Debt worries rise for UK businesses
July 28th, 2017
Four times more businesses than in September 2016 say they would be unable to pay debts if interest rates rise even by a small amount, research has revealed.
A survey by insolvency and trade body R3 say 79,000 UK businesses are worried that they could not cope with an interest rate rise, compared to 20,000 10 months ago.
’It appears that the number of businesses walking a debt tightrope is rising significantly,” Said Martin Williamson, Managing Director of ipd.
“There may be several reasons for this; Brexit concerns have made life difficult for importers, for example, while businesses face additional costs due to the roll-out of pensions auto-enrolment and a rising National Living Wage.
“On the other hand, some businesses may be taking advantage of low interest rates to invest in their operations and are, therefore, paying off less debt.”
The financial picture is a mixed one, according to R3 and the Government’s Insolvency Service.

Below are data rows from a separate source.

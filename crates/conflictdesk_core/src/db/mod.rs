//! SQLite storage bootstrap and schema migration entry points.
//!
//! # Responsibility
//! - Open and configure SQLite connections for the conflict desk store.
//! - Apply schema migrations in deterministic order.
//!
//! # Invariants
//! - Migration version is tracked via `PRAGMA user_version`.
//! - Repositories must not touch tables before migrations succeed.
//! - Every returned connection exposes the `fold_case(text)` SQL function.

use thiserror::Error;

pub mod migrations;
mod open;

pub use open::{open_db, open_db_in_memory};

pub type DbResult<T> = Result<T, DbError>;

#[derive(Debug, Error)]
pub enum DbError {
    #[error(transparent)]
    Sqlite(#[from] rusqlite::Error),
    #[error("database schema version {db_version} is newer than supported {latest_supported}")]
    UnsupportedSchemaVersion {
        db_version: u32,
        latest_supported: u32,
    },
}
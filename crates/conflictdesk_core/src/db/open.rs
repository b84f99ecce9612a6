//! Connection bootstrap utilities for SQLite.
//!
//! # Responsibility
//! - Open file or in-memory SQLite connections.
//! - Configure pragmas and SQL functions the repositories rely on.
//! - Trigger schema migrations before returning a usable connection.
//!
//! # Invariants
//! - Returned connections have `foreign_keys=ON`.
//! - Returned connections have migrations fully applied.

use super::migrations::apply_migrations;
use super::DbResult;
use log::{error, info};
use rusqlite::functions::FunctionFlags;
use rusqlite::Connection;
use std::path::Path;
use std::time::{Duration, Instant};

const BUSY_TIMEOUT: Duration = Duration::from_secs(5);

#[derive(Debug, Clone, Copy)]
enum OpenMode {
    File,
    Memory,
}

impl OpenMode {
    fn as_str(self) -> &'static str {
        match self {
            Self::File => "file",
            Self::Memory => "memory",
        }
    }
}

/// Opens a SQLite database file and applies all pending migrations.
///
/// # Side effects
/// - Creates the file when it does not exist.
/// - Emits `db_open` logging events with duration and status.
pub fn open_db(path: impl AsRef<Path>) -> DbResult<Connection> {
    open_with(OpenMode::File, || Connection::open(path))
}

/// Opens an in-memory SQLite database and applies all pending migrations.
pub fn open_db_in_memory() -> DbResult<Connection> {
    open_with(OpenMode::Memory, Connection::open_in_memory)
}

fn open_with(
    mode: OpenMode,
    connect: impl FnOnce() -> rusqlite::Result<Connection>,
) -> DbResult<Connection> {
    let started_at = Instant::now();
    info!("event=db_open module=db status=start mode={}", mode.as_str());

    let mut conn = connect().map_err(|err| {
        error!(
            "event=db_open module=db status=error mode={} duration_ms={} error_code=db_open_failed error={}",
            mode.as_str(),
            started_at.elapsed().as_millis(),
            err
        );
        err
    })?;

    if let Err(err) = bootstrap_connection(&mut conn) {
        error!(
            "event=db_open module=db status=error mode={} duration_ms={} error_code=db_bootstrap_failed error={}",
            mode.as_str(),
            started_at.elapsed().as_millis(),
            err
        );
        return Err(err);
    }

    info!(
        "event=db_open module=db status=ok mode={} duration_ms={}",
        mode.as_str(),
        started_at.elapsed().as_millis()
    );
    Ok(conn)
}

fn bootstrap_connection(conn: &mut Connection) -> DbResult<()> {
    conn.execute_batch("PRAGMA foreign_keys = ON;")?;
    conn.busy_timeout(BUSY_TIMEOUT)?;
    register_functions(conn)?;
    apply_migrations(conn)?;
    Ok(())
}

/// Registers `fold_case(text)`: Unicode-aware lowercase used by name matching.
///
/// SQLite's built-in `lower()`/`LIKE` only fold ASCII, which misses accented
/// names such as `ÁLVAREZ`.
fn register_functions(conn: &Connection) -> DbResult<()> {
    conn.create_scalar_function(
        "fold_case",
        1,
        FunctionFlags::SQLITE_UTF8 | FunctionFlags::SQLITE_DETERMINISTIC,
        |ctx| {
            let value = ctx.get::<Option<String>>(0)?;
            Ok(value.map(|text| text.to_lowercase()))
        },
    )?;
    Ok(())
}
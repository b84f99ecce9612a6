#![allow(dead_code)]

use conflictdesk_core::model::site::Site;
use conflictdesk_core::model::SiteId;
use conflictdesk_core::{AppRole, ClientRegistration, DirectoryService, Session, SqliteStore};
use rusqlite::Connection;

/// Directory shared by the service tests.
///
/// Two sites, one central admin, one site admin per site and two requesters
/// in Lima. One current client is registered in Lima.
pub struct Seed {
    pub central: Session,
    pub lima: SiteId,
    pub cusco: SiteId,
    pub lima_admin: Session,
    pub cusco_admin: Session,
    pub requester: Session,
    pub colleague: Session,
}

pub const CLIENT_NAME: &str = "Pesquera Del Sur S.A.C.";
pub const CLIENT_TAX_ID: &str = "20100200300";

pub fn seed(store: SqliteStore<'_>) -> Seed {
    let directory = DirectoryService::new(store);
    let central = directory
        .bootstrap_central_admin("Central Admin", "central@firm.pe")
        .unwrap();
    let central = Session::new(central.id);

    let lima = directory
        .create_site(&central, &Site::new("Lima", "lima@firm.pe", None))
        .unwrap()
        .id;
    let cusco = directory
        .create_site(&central, &Site::new("Cusco", "cusco@firm.pe", None))
        .unwrap()
        .id;

    let user = |name: &str, email: &str, role: AppRole, site: SiteId| {
        let created = directory
            .register_user(&central, name, email, role, Some(site))
            .unwrap();
        Session::new(created.id)
    };
    let lima_admin = user("Lima Admin", "admin.lima@firm.pe", AppRole::SiteAdmin, lima);
    let cusco_admin = user("Cusco Admin", "admin.cusco@firm.pe", AppRole::SiteAdmin, cusco);
    let requester = user("Rosa Quispe", "rosa@firm.pe", AppRole::StandardUser, lima);
    let colleague = user("Mario Rojas", "mario@firm.pe", AppRole::StandardUser, lima);

    directory
        .register_client(
            &central,
            &ClientRegistration {
                site_id: lima,
                name: CLIENT_NAME.to_string(),
                tax_id: "20-100-200-300".to_string(),
                ..ClientRegistration::default()
            },
        )
        .unwrap();

    Seed {
        central,
        lima,
        cusco,
        lima_admin,
        cusco_admin,
        requester,
        colleague,
    }
}

pub fn count_rows(conn: &Connection, table: &str) -> i64 {
    conn.query_row(&format!("SELECT COUNT(*) FROM {table};"), [], |row| {
        row.get(0)
    })
    .unwrap()
}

Actual company insolvencies we down in Quarter One of 2017 when compared with the final quarter of 2016 but the 2016 Q4 figure was skewed by a high level of connected personal finance businesses entering liquidation simultaneously due to changes in expenses rules.
Martin added: “The underlying trend for company insolvencies has risen for the third quarter in a row.
“The figures for people not paying off debts is a concern when compared with recent indications that we may be getting closer to a rise in interest rates from the Bank of England.
“Where businesses are feeling pressure regarding debt, the best advice is to seek early intervention from an insolvency practitioner. Evidence shows that many companies can avoid insolvency if rescue plans are put in place sooner rather than later.”